**YOUR ASSIGNMENT**
Check every line of the data below for "missing". Copy each one that has it.
Content starts
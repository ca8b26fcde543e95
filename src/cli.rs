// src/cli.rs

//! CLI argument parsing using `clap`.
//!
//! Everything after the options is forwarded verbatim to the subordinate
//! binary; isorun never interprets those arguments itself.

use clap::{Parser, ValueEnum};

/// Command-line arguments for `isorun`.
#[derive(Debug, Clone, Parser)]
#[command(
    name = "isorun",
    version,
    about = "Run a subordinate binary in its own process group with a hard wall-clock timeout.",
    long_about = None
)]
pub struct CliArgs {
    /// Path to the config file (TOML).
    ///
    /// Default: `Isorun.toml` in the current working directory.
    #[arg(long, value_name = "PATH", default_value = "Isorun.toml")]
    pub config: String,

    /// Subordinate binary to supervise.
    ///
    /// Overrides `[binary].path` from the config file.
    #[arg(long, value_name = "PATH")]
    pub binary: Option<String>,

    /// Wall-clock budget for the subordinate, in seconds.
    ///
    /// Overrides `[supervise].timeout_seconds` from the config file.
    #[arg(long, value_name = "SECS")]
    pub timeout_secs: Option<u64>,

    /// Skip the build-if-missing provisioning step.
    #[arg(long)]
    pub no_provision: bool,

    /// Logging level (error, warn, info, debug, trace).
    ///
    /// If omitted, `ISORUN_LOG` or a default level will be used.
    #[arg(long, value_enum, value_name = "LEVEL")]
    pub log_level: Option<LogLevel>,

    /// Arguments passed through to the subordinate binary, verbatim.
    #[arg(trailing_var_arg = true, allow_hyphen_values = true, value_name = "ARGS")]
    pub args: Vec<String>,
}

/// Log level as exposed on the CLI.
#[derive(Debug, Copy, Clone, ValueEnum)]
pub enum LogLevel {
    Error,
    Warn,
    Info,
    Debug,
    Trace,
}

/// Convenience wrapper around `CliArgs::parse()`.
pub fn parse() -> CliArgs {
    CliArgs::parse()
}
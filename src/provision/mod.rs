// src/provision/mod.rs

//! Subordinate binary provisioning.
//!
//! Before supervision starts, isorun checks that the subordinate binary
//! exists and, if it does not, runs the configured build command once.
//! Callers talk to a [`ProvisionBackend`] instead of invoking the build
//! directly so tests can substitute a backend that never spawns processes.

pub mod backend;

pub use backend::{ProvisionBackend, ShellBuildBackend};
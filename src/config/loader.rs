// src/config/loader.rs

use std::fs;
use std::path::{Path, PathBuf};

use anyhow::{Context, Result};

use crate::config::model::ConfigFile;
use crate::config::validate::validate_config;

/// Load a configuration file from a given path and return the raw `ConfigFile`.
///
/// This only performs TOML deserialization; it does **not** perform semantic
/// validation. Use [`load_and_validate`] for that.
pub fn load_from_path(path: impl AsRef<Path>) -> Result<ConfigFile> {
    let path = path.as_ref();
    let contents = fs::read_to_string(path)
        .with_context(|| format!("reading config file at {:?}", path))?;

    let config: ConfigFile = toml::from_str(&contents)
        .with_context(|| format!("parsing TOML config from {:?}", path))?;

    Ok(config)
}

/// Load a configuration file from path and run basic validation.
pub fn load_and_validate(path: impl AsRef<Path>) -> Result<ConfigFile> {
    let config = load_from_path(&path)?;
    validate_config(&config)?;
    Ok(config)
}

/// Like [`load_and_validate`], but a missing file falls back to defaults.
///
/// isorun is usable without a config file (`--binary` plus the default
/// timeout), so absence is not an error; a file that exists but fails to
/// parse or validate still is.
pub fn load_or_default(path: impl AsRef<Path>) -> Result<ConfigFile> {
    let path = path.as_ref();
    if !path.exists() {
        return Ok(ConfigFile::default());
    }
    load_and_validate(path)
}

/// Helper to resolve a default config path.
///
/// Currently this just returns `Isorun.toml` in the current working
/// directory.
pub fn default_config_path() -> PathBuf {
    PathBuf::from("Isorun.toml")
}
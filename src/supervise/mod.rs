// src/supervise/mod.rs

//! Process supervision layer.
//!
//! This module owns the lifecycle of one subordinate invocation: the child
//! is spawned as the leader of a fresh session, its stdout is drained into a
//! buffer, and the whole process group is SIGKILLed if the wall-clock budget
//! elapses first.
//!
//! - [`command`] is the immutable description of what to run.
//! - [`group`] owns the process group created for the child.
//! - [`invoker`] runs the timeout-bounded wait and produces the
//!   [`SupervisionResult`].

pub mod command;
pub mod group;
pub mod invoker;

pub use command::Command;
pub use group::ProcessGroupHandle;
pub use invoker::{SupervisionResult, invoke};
Content ends
**ANSWER SECTION**
    /// Skip the build-if-missing provisioning step.
/// Like [`load_and_validate`], but a missing file falls back to defaults.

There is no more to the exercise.